Data excerpts:
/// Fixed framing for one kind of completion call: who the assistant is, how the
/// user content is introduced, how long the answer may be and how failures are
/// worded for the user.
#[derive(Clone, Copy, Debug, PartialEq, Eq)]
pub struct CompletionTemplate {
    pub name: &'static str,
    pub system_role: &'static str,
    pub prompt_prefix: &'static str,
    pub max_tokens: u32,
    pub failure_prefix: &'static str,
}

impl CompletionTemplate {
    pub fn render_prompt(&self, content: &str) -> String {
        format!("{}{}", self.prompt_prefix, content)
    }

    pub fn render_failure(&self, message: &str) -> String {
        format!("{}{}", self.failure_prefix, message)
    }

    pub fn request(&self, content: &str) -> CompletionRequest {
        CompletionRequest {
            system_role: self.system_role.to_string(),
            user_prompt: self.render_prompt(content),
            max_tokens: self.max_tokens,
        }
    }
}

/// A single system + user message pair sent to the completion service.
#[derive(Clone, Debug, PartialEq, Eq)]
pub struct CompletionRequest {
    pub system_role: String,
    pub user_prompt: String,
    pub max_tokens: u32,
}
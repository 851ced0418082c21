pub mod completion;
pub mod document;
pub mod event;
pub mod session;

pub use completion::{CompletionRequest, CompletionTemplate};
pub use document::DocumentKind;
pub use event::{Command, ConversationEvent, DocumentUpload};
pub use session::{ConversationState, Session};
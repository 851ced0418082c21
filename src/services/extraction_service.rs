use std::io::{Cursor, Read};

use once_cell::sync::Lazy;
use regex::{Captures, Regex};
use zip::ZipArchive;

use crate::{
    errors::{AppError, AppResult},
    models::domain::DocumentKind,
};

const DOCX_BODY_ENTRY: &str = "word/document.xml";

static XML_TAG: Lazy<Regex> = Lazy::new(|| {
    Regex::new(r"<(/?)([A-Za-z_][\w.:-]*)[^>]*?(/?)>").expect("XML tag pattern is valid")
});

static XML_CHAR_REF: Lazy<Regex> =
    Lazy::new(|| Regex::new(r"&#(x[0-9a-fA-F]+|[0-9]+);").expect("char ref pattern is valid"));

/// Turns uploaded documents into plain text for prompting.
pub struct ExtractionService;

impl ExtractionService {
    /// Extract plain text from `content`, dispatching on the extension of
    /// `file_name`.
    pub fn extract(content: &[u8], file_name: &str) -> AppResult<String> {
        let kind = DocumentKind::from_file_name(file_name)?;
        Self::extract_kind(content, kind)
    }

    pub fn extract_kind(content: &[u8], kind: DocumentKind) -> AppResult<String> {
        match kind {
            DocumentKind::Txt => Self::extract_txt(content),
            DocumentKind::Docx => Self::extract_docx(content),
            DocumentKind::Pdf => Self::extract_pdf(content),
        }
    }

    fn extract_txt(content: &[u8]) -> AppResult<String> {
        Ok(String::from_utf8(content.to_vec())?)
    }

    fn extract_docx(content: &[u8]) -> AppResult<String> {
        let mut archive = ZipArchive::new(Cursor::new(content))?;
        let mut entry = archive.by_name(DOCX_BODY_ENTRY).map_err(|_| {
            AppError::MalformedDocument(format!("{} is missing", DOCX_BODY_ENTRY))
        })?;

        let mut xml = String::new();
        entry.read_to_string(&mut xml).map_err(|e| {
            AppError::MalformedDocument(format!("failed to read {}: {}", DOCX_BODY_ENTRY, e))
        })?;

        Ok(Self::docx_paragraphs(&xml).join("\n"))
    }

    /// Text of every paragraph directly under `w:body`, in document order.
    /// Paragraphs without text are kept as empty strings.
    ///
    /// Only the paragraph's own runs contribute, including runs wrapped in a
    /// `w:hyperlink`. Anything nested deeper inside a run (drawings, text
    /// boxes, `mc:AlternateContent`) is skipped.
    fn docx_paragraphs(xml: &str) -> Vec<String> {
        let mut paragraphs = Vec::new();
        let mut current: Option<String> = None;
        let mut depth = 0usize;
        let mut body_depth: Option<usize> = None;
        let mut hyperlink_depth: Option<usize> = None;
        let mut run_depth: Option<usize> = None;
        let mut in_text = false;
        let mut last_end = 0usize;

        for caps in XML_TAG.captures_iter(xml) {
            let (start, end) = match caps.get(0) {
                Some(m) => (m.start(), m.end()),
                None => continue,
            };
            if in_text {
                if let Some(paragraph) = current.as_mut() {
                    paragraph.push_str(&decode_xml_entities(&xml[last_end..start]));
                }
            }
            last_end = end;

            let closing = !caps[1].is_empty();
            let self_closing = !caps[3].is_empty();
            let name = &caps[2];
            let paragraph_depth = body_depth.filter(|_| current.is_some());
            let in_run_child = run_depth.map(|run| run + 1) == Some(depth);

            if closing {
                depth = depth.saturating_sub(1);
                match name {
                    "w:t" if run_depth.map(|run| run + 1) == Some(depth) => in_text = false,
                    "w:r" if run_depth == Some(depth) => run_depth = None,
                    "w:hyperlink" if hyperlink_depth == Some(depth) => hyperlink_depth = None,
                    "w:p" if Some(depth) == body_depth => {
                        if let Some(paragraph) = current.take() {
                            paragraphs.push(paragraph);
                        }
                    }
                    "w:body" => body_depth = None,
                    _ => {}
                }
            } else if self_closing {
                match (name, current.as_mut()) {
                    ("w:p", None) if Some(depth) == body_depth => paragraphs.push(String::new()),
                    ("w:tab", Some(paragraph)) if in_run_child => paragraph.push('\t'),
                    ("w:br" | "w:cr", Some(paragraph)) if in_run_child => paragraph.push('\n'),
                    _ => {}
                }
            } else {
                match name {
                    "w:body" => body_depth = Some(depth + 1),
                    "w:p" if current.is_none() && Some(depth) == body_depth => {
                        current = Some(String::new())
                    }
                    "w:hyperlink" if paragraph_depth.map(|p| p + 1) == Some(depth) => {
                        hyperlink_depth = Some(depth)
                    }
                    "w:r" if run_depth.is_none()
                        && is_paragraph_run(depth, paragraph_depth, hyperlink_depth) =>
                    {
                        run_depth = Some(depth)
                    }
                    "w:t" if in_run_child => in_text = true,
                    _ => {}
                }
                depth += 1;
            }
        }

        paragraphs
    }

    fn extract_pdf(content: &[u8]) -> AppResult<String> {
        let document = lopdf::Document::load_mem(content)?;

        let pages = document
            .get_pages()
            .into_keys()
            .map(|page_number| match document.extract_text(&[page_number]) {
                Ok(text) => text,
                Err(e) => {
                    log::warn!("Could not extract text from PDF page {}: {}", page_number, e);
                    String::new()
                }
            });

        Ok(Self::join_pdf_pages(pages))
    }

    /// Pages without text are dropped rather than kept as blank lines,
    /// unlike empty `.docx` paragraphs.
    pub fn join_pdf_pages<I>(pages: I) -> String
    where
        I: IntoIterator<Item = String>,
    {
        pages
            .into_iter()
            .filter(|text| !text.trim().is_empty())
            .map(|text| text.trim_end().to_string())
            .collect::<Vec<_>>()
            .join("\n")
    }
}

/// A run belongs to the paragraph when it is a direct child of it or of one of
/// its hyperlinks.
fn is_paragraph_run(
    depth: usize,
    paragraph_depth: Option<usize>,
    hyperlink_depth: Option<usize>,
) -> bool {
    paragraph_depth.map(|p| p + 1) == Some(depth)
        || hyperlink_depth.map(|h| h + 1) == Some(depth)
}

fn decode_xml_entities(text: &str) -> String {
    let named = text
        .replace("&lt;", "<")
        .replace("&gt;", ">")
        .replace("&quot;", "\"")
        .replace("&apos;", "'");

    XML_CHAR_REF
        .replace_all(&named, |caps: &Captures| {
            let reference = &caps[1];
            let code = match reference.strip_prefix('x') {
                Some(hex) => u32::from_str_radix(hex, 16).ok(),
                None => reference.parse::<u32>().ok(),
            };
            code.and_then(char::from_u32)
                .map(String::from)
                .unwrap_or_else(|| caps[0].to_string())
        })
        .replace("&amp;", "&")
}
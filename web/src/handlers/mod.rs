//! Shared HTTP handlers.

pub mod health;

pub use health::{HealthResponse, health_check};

Task directions: Across the records above, show each line containing the word "message".

The answer:
    pub fn render_failure(&self, message: &str) -> String {
        format!("{}{}", self.failure_prefix, message)
/// A single system + user message pair sent to the completion service.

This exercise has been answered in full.